The children of missionaries usually face the hardest Culture Shock of all. No, not when they move with their parents to a “foreign country” as a child. At least not since most sending agencies began to limit the age of children being sent. The hardest culture shock of all is experienced by those MKs that return to the States to head to college after living in a different culture for so many years. And, it is not necessarily the return to the United States culture that is so difficult, even though that is a genuine culture shock. Most MKs have learned how to deal with the ins and outs of cultural change through experience. The hard part to adjust to is re-entering the church culture in the United States.

There is a lot that does not make sense to MKs about church in the states:

How do churches justify spending as much as they do on the things that they do? How do they even justify doing some of the things in the first place?

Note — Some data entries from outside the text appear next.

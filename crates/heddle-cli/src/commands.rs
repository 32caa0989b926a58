//! Subcommand handlers. Each one drives the engine and prints through
//! [`crate::render`]; destructive commands confirm on stdin first unless
//! `--yes` was passed.

use std::path::PathBuf;

use anyhow::Context as _;
use heddle_core::{
  dataset::SeedProfile,
  gateway::SyncGateway,
  loom::{ConsumptionFactors, LoomId, LoomSettings},
  transaction::Material,
};
use heddle_engine::{
  BatchEngine, MaterialMovement, MovementKind, ProductionRequest,
  SubmitOutcome,
};
use rust_decimal::Decimal;

use crate::{Command, render};

pub async fn dispatch<G: SyncGateway>(
  engine: &BatchEngine<G>,
  command: Command,
) -> anyhow::Result<()> {
  match command {
    Command::Status { loom } => status(engine, loom).await,
    Command::Submit { loom, units, cone, jarigai, note } => {
      submit(engine, loom, units, cone, jarigai, note).await
    }
    Command::Receive { loom, material, quantity, note } => {
      movement(engine, MovementKind::Receipt, loom, material.into(), quantity, note)
        .await
    }
    Command::Return { loom, material, quantity, note } => {
      movement(engine, MovementKind::Return, loom, material.into(), quantity, note)
        .await
    }
    Command::Close { loom } => close(engine, loom).await,
    Command::Settings { loom, target, cone_factor, jarigai_factor } => {
      settings(engine, loom, target, cone_factor, jarigai_factor).await
    }
    Command::Export { file } => export(engine, file).await,
    Command::Import { file, yes } => import(engine, file, yes).await,
    Command::Purge { loom, yes } => purge(engine, loom, yes).await,
    Command::Reset { zeroed, yes } => reset(engine, zeroed, yes).await,
  }
}

async fn status<G: SyncGateway>(
  engine: &BatchEngine<G>,
  loom: Option<String>,
) -> anyhow::Result<()> {
  match loom {
    Some(loom) => {
      let loom_id = LoomId::new(loom);
      let report = engine.loom_report(&loom_id).await?;
      println!("loom {loom_id}");
      render::report(&report);
    }
    None => {
      for loom_id in engine.looms().await? {
        let report = engine.loom_report(&loom_id).await?;
        render::summary_line(&report);
      }
    }
  }
  Ok(())
}

async fn submit<G: SyncGateway>(
  engine: &BatchEngine<G>,
  loom: String,
  units: Decimal,
  cone: Option<Decimal>,
  jarigai: Option<Decimal>,
  note: Option<String>,
) -> anyhow::Result<()> {
  let loom_id = LoomId::new(loom);
  let mut request = ProductionRequest::new(units);
  if let Some(quantity) = cone {
    request
      .receipts
      .push(MaterialMovement { material: Material::Cone, quantity });
  }
  if let Some(quantity) = jarigai {
    request
      .receipts
      .push(MaterialMovement { material: Material::Jarigai, quantity });
  }
  request.note = note;

  match engine.submit_production(&loom_id, request).await? {
    SubmitOutcome::Recorded { produced, batch_full, .. } => {
      println!("Recorded {units} warps on loom {loom_id}; batch now at {produced}.");
      if batch_full {
        println!("The batch has reached its target; close it to start the next one.");
      }
    }
    SubmitOutcome::Split(summary) => {
      println!("Recorded {units} warps on loom {loom_id}.");
      render::split(&summary);
    }
  }
  Ok(())
}

async fn movement<G: SyncGateway>(
  engine: &BatchEngine<G>,
  kind: MovementKind,
  loom: String,
  material: Material,
  quantity: Decimal,
  note: Option<String>,
) -> anyhow::Result<()> {
  let loom_id = LoomId::new(loom);
  let movement = MaterialMovement { material, quantity };
  engine.record_movement(&loom_id, kind, movement, note).await?;
  match kind {
    MovementKind::Receipt => {
      println!("Received {quantity} {material} into loom {loom_id}'s active batch.");
    }
    MovementKind::Return => {
      println!("Returned {quantity} {material} from loom {loom_id}'s active batch.");
    }
  }
  Ok(())
}

async fn close<G: SyncGateway>(
  engine: &BatchEngine<G>,
  loom: String,
) -> anyhow::Result<()> {
  let loom_id = LoomId::new(loom);
  let summary = engine.close_batch(&loom_id).await?;
  println!("loom {loom_id}:");
  render::split(&summary);
  Ok(())
}

async fn settings<G: SyncGateway>(
  engine: &BatchEngine<G>,
  loom: String,
  target: Option<Decimal>,
  cone_factor: Option<Decimal>,
  jarigai_factor: Option<Decimal>,
) -> anyhow::Result<()> {
  let loom_id = LoomId::new(loom);
  let report = engine.loom_report(&loom_id).await?;
  let current = &report.current;

  if target.is_none() && cone_factor.is_none() && jarigai_factor.is_none() {
    println!(
      "loom {loom_id}: target {} warps, factors cone {} / jarigai {}",
      current.target_units, current.factors.cone, current.factors.jarigai
    );
    return Ok(());
  }

  let settings = LoomSettings {
    target_units: target.unwrap_or(current.target_units),
    factors:      ConsumptionFactors::new(
      cone_factor.unwrap_or(current.factors.cone),
      jarigai_factor.unwrap_or(current.factors.jarigai),
    )?,
  };
  let config = engine.update_settings(&loom_id, settings).await?;
  println!(
    "loom {}: target {} warps, factors cone {} / jarigai {}",
    config.id, config.target_units, config.factors.cone, config.factors.jarigai
  );
  Ok(())
}

async fn export<G: SyncGateway>(
  engine: &BatchEngine<G>,
  file: Option<PathBuf>,
) -> anyhow::Result<()> {
  let data = engine.export_dataset().await?;
  let text = serde_json::to_string_pretty(&data.to_value()?)?;
  match file {
    Some(path) => {
      std::fs::write(&path, text)
        .with_context(|| format!("failed to write {path:?}"))?;
      println!(
        "Exported {} transactions across {} looms to {}.",
        data.transactions.len(),
        data.loom_configs.len(),
        path.display()
      );
    }
    None => println!("{text}"),
  }
  Ok(())
}

async fn import<G: SyncGateway>(
  engine: &BatchEngine<G>,
  file: PathBuf,
  yes: bool,
) -> anyhow::Result<()> {
  let raw = std::fs::read_to_string(&file)
    .with_context(|| format!("failed to read {file:?}"))?;
  let document: serde_json::Value =
    serde_json::from_str(&raw).context("import file is not valid JSON")?;
  if !yes && !confirm("This replaces every record in the store. Continue?")? {
    println!("Cancelled.");
    return Ok(());
  }
  let data = engine.import_dataset(&document).await?;
  println!(
    "Imported {} transactions across {} looms.",
    data.transactions.len(),
    data.loom_configs.len()
  );
  Ok(())
}

async fn purge<G: SyncGateway>(
  engine: &BatchEngine<G>,
  loom: String,
  yes: bool,
) -> anyhow::Result<()> {
  let loom_id = LoomId::new(loom);
  if !yes
    && !confirm(&format!(
      "This permanently deletes loom {loom_id}'s archived history. Continue?"
    ))?
  {
    println!("Cancelled.");
    return Ok(());
  }
  let removed = engine.purge_archived(&loom_id).await?;
  println!("Removed {removed} archived transactions from loom {loom_id}.");
  Ok(())
}

async fn reset<G: SyncGateway>(
  engine: &BatchEngine<G>,
  zeroed: bool,
  yes: bool,
) -> anyhow::Result<()> {
  if !yes
    && !confirm("This wipes the store and reseeds the default looms. Continue?")?
  {
    println!("Cancelled.");
    return Ok(());
  }
  let profile = if zeroed { SeedProfile::Zeroed } else { SeedProfile::Stocked };
  let data = engine.reset(profile).await?;
  println!("Store reset; {} looms provisioned.", data.loom_configs.len());
  Ok(())
}

/// Ask a yes/no question on stdin. Anything but an explicit yes is a no.
fn confirm(prompt: &str) -> anyhow::Result<bool> {
  use std::io::{self, BufRead, Write};
  print!("{prompt} [y/N] ");
  io::stdout().flush().ok();
  let mut line = String::new();
  io::stdin().lock().read_line(&mut line)?;
  Ok(matches!(line.trim(), "y" | "Y" | "yes"))
}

How do you get used to a place where Evangelical Christianity is more culture than belief? In many places in the world, the minority status of evangelicals ensures that participation is by choice and belief rather than just popularity and cultural acceptance.

Why don’t churches in the states practice Biblical discipline? Why does belief not impact and change people making them different from nonbelievers? And the flipside of that question: How can they be so legalistic when they essentially live like the rest of the world?

Of course, all of these questions and others are tainted with the perception filter that is culture shock. Not all of the issues are quite so pervasive or extreme, but it might do the church some good to tap into the resource of returning MKs. It sometimes helps to hold ourselves up to the mirror of outside perception.

That—and it could help a lot of MKs if more people understood why they seem so negative when returning to the states.